Шофер бросает на него в зеркальце насмешливый взгляд и, пожав плечами, делает третий круг.
Это действительно он.
В голове Рафаэля солнце дробится на тысячу ромбиков.
– Теперь на улицу Сены? – спрашивает шофер.
– Да, – кивает Рафаэль.
* * *
Он дома, у себя, у них дома, его качает в нескольких сантиметрах над полом, знобит, трясет, крутит. Не в состоянии дышать, он мечется из комнаты в комнату по большой квартире, где, казалось ему, он был счастлив.
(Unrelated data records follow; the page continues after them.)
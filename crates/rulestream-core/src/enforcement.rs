//! Rule enforcement records
//!
//! One record exists per (trigger instance, rule) pair. The record is the
//! single source of truth for whether a pair has already been handled.

use chrono::{DateTime, Utc};
use serde::{Deserialize, Serialize};
use std::fmt;

/// Composite key of an enforcement record
#[derive(Debug, Clone, PartialEq, Eq, Hash, PartialOrd, Ord, Serialize, Deserialize)]
pub struct EnforcementKey {
    pub trigger_instance_id: String,
    pub rule_id: String,
}

impl EnforcementKey {
    pub fn new(trigger_instance_id: impl Into<String>, rule_id: impl Into<String>) -> Self {
        Self {
            trigger_instance_id: trigger_instance_id.into(),
            rule_id: rule_id.into(),
        }
    }
}

impl fmt::Display for EnforcementKey {
    fn fmt(&self, f: &mut fmt::Formatter<'_>) -> fmt::Result {
        write!(f, "{}/{}", self.trigger_instance_id, self.rule_id)
    }
}

/// Status of an enforcement record
#[derive(Debug, Clone, Copy, PartialEq, Eq, Hash, Serialize, Deserialize)]
#[serde(rename_all = "lowercase")]
pub enum EnforcementStatus {
    /// Claimed, enforcement in progress
    Matched,
    /// Execution submitted
    Enforced,
    /// Rendering or submission failed
    Failed,
    /// Criteria could not be evaluated
    Skipped,
}

impl EnforcementStatus {
    pub fn is_terminal(self) -> bool {
        !matches!(self, Self::Matched)
    }

    pub fn as_str(self) -> &'static str {
        match self {
            Self::Matched => "matched",
            Self::Enforced => "enforced",
            Self::Failed => "failed",
            Self::Skipped => "skipped",
        }
    }
}

impl fmt::Display for EnforcementStatus {
    fn fmt(&self, f: &mut fmt::Formatter<'_>) -> fmt::Result {
        f.write_str(self.as_str())
    }
}

/// Audit and idempotency record for one (trigger instance, rule) pair
#[derive(Debug, Clone, PartialEq, Serialize, Deserialize)]
pub struct RuleEnforcement {
    pub key: EnforcementKey,

    /// `pack.name` of the rule
    pub rule_ref: String,

    pub status: EnforcementStatus,

    /// Execution reference when enforced
    #[serde(skip_serializing_if = "Option::is_none")]
    pub execution_id: Option<String>,

    /// Failure or skip reason
    #[serde(skip_serializing_if = "Option::is_none")]
    pub reason: Option<String>,

    /// Submission attempts made
    #[serde(default)]
    pub attempts: u32,

    /// When the current owner claimed the pair
    pub claimed_at: DateTime<Utc>,

    pub created_at: DateTime<Utc>,
    pub updated_at: DateTime<Utc>,
}

impl RuleEnforcement {
    /// New in-flight claim
    pub fn claim(key: EnforcementKey, rule_ref: impl Into<String>) -> Self {
        let now = Utc::now();
        Self {
            key,
            rule_ref: rule_ref.into(),
            status: EnforcementStatus::Matched,
            execution_id: None,
            reason: None,
            attempts: 0,
            claimed_at: now,
            created_at: now,
            updated_at: now,
        }
    }

    /// Terminal record for a rule whose criteria could not be evaluated
    pub fn skipped(
        key: EnforcementKey,
        rule_ref: impl Into<String>,
        reason: impl Into<String>,
    ) -> Self {
        let mut record = Self::claim(key, rule_ref);
        record.status = EnforcementStatus::Skipped;
        record.reason = Some(reason.into());
        record
    }

    /// Finish as enforced
    pub fn into_enforced(mut self, execution_id: impl Into<String>, attempts: u32) -> Self {
        self.status = EnforcementStatus::Enforced;
        self.execution_id = Some(execution_id.into());
        self.reason = None;
        self.attempts = attempts;
        self.updated_at = Utc::now();
        self
    }

    /// Finish as failed
    pub fn into_failed(mut self, reason: impl Into<String>, attempts: u32) -> Self {
        self.status = EnforcementStatus::Failed;
        self.reason = Some(reason.into());
        self.attempts = attempts;
        self.updated_at = Utc::now();
        self
    }

    pub fn is_terminal(&self) -> bool {
        self.status.is_terminal()
    }
}
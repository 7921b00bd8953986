//! Rule definitions

use std::collections::BTreeMap;
use std::fmt;

use serde::{Deserialize, Serialize};
use serde_json::Value;

/// Field path → predicate. All predicates must hold for a rule to match.
///
/// Iterates in field-path order, whatever order the document declared.
pub type Criteria = BTreeMap<String, Predicate>;

/// A declarative binding of a trigger type, criteria and an action
#[derive(Debug, Clone, PartialEq, Serialize, Deserialize)]
pub struct Rule {
    /// Unique rule identifier
    #[serde(default = "generate_rule_id")]
    pub id: String,

    /// Pack (namespace) the rule belongs to
    #[serde(default = "default_pack")]
    pub pack: String,

    /// Rule name, unique within its pack
    pub name: String,

    /// Description of what this rule does
    #[serde(default, skip_serializing_if = "Option::is_none")]
    pub description: Option<String>,

    /// Trigger type this rule listens to
    pub trigger: TriggerSpec,

    /// Conditions over the trigger payload
    #[serde(default)]
    pub criteria: Criteria,

    /// Action to enforce when the rule matches
    pub action: ActionSpec,

    /// Whether this rule is enabled
    #[serde(default = "default_true")]
    pub enabled: bool,

    #[serde(default, skip_serializing_if = "Vec::is_empty")]
    pub tags: Vec<String>,
}

impl Rule {
    /// Create an enabled rule with no criteria
    pub fn new(
        pack: impl Into<String>,
        name: impl Into<String>,
        trigger_type: impl Into<String>,
        action_ref: impl Into<String>,
    ) -> Self {
        Self {
            id: generate_rule_id(),
            pack: pack.into(),
            name: name.into(),
            description: None,
            trigger: TriggerSpec {
                trigger_type: trigger_type.into(),
            },
            criteria: Criteria::new(),
            action: ActionSpec {
                action_ref: action_ref.into(),
                parameters: serde_json::Map::new(),
            },
            enabled: true,
            tags: Vec::new(),
        }
    }

    /// Set an explicit id
    pub fn with_id(mut self, id: impl Into<String>) -> Self {
        self.id = id.into();
        self
    }

    /// Add a predicate on a payload field
    pub fn with_criterion(mut self, field: impl Into<String>, predicate: Predicate) -> Self {
        self.criteria.insert(field.into(), predicate);
        self
    }

    /// Add an action parameter
    pub fn with_parameter(mut self, name: impl Into<String>, value: impl Into<Value>) -> Self {
        self.action.parameters.insert(name.into(), value.into());
        self
    }

    pub fn disabled(mut self) -> Self {
        self.enabled = false;
        self
    }

    /// `pack.name` reference
    pub fn reference(&self) -> String {
        format!("{}.{}", self.pack, self.name)
    }

    pub fn trigger_type(&self) -> &str {
        &self.trigger.trigger_type
    }
}

/// Trigger a rule is bound to
#[derive(Debug, Clone, PartialEq, Eq, Serialize, Deserialize)]
pub struct TriggerSpec {
    #[serde(rename = "type")]
    pub trigger_type: String,
}

/// Action enforced for a matched rule
#[derive(Debug, Clone, PartialEq, Serialize, Deserialize)]
pub struct ActionSpec {
    /// Action reference, e.g. `core.local`
    #[serde(rename = "ref")]
    pub action_ref: String,

    /// Parameters; string leaves may contain template references
    #[serde(default)]
    pub parameters: serde_json::Map<String, Value>,
}

/// A single condition over one payload field
#[derive(Debug, Clone, PartialEq, Serialize, Deserialize)]
pub struct Predicate {
    pub operator: Operator,

    /// Expected value
    #[serde(default, alias = "pattern", skip_serializing_if = "Option::is_none")]
    pub value: Option<Value>,

    /// Cast both sides to this type before comparing
    #[serde(default, rename = "type", skip_serializing_if = "Option::is_none")]
    pub type_hint: Option<TypeHint>,
}

impl Predicate {
    pub fn new(operator: Operator, value: impl Into<Value>) -> Self {
        Self {
            operator,
            value: Some(value.into()),
            type_hint: None,
        }
    }

    /// Predicate without an operand (`exists`, `nexists`, `changed_from_nothing`)
    pub fn unary(operator: Operator) -> Self {
        Self {
            operator,
            value: None,
            type_hint: None,
        }
    }

    pub fn with_type(mut self, type_hint: TypeHint) -> Self {
        self.type_hint = Some(type_hint);
        self
    }
}

/// Closed set of criteria operators
#[derive(Debug, Clone, Copy, PartialEq, Eq, Hash, Serialize, Deserialize)]
pub enum Operator {
    #[serde(rename = "equals", alias = "eq")]
    Equals,
    #[serde(rename = "nequals", alias = "neq", alias = "not_equals")]
    NotEquals,
    #[serde(rename = "iequals")]
    IEquals,
    #[serde(rename = "contains")]
    Contains,
    #[serde(rename = "ncontains", alias = "not_contains")]
    NotContains,
    #[serde(rename = "icontains")]
    IContains,
    #[serde(rename = "incontains")]
    INotContains,
    #[serde(rename = "startswith")]
    StartsWith,
    #[serde(rename = "istartswith")]
    IStartsWith,
    #[serde(rename = "endswith")]
    EndsWith,
    #[serde(rename = "iendswith")]
    IEndsWith,
    #[serde(rename = "greaterthan", alias = "gt")]
    GreaterThan,
    #[serde(rename = "lessthan", alias = "lt")]
    LessThan,
    #[serde(rename = "regex", alias = "matchregex")]
    Regex,
    #[serde(rename = "iregex")]
    IRegex,
    #[serde(rename = "search_regex")]
    SearchRegex,
    #[serde(rename = "matchwildcard")]
    MatchWildcard,
    #[serde(rename = "inside")]
    Inside,
    #[serde(rename = "ninside")]
    NotInside,
    #[serde(rename = "timediff_lt")]
    TimeDiffLessThan,
    #[serde(rename = "timediff_gt")]
    TimeDiffGreaterThan,
    #[serde(rename = "exists")]
    Exists,
    #[serde(rename = "nexists", alias = "not_exists")]
    NotExists,
    #[serde(rename = "changed_from_nothing")]
    ChangedFromNothing,
}

impl Operator {
    /// Canonical operator name
    pub fn name(&self) -> &'static str {
        match self {
            Self::Equals => "equals",
            Self::NotEquals => "nequals",
            Self::IEquals => "iequals",
            Self::Contains => "contains",
            Self::NotContains => "ncontains",
            Self::IContains => "icontains",
            Self::INotContains => "incontains",
            Self::StartsWith => "startswith",
            Self::IStartsWith => "istartswith",
            Self::EndsWith => "endswith",
            Self::IEndsWith => "iendswith",
            Self::GreaterThan => "greaterthan",
            Self::LessThan => "lessthan",
            Self::Regex => "regex",
            Self::IRegex => "iregex",
            Self::SearchRegex => "search_regex",
            Self::MatchWildcard => "matchwildcard",
            Self::Inside => "inside",
            Self::NotInside => "ninside",
            Self::TimeDiffLessThan => "timediff_lt",
            Self::TimeDiffGreaterThan => "timediff_gt",
            Self::Exists => "exists",
            Self::NotExists => "nexists",
            Self::ChangedFromNothing => "changed_from_nothing",
        }
    }

    /// Whether the predicate must carry a value
    pub fn requires_operand(&self) -> bool {
        !matches!(
            self,
            Self::Exists | Self::NotExists | Self::ChangedFromNothing
        )
    }
}

impl fmt::Display for Operator {
    fn fmt(&self, f: &mut fmt::Formatter<'_>) -> fmt::Result {
        f.write_str(self.name())
    }
}

/// Type both sides of a comparison are cast to
#[derive(Debug, Clone, Copy, PartialEq, Eq, Serialize, Deserialize)]
#[serde(rename_all = "lowercase")]
pub enum TypeHint {
    #[serde(alias = "str")]
    String,
    #[serde(alias = "int")]
    Integer,
    #[serde(alias = "number", alias = "double")]
    Float,
    #[serde(alias = "bool")]
    Boolean,
}

impl fmt::Display for TypeHint {
    fn fmt(&self, f: &mut fmt::Formatter<'_>) -> fmt::Result {
        match self {
            Self::String => f.write_str("string"),
            Self::Integer => f.write_str("integer"),
            Self::Float => f.write_str("float"),
            Self::Boolean => f.write_str("boolean"),
        }
    }
}

fn generate_rule_id() -> String {
    uuid::Uuid::new_v4().to_string()
}

fn default_pack() -> String {
    "default".to_string()
}

fn default_true() -> bool {
    true
}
Все здесь чисто, все красиво, каждая мельчайшая деталь этой незапятнанной красоты смеется ему в лицо и терзает душу: герани на окнах, ваза с фруктами на буфете, светлый, без единой пылинки паркет, сверкающий бело-голубой кафель на стенах кухни, и детская, которую он сам готовил для младенца – но Эмиль уже не младенец, он вырос, ему пора в школу, почему же Саффи так не хочет отдавать его в школу? – с самолетиками на обоях и аккуратно прибранными игрушками, и их спальня, где идеально, без морщинки, без складочки застелена кровать, где кружевные занавески на окне выстираны и отглажены, где их одежда, его и ее, висит в одном шкафу, вещи Рафаэля слева, вещи Саффи справа, туфли внизу, начищенные до блеска, стоят рядышком, как мужчина и женщина, идущие по жизни рука об руку, вместе на концертах, вместе на обедах, вместе на церемонии вручения ордена Почетного легиона… “Познакомьтесь, моя супруга…” – “Очень приятно…” – “Моя жена…” – “Мадам Лепаж…” Почему она не напомнила ему в тот вечер, что они с мастером уже встречались? Почему ничего не сказала, когда он знакомил ее с Андре, Андрашем?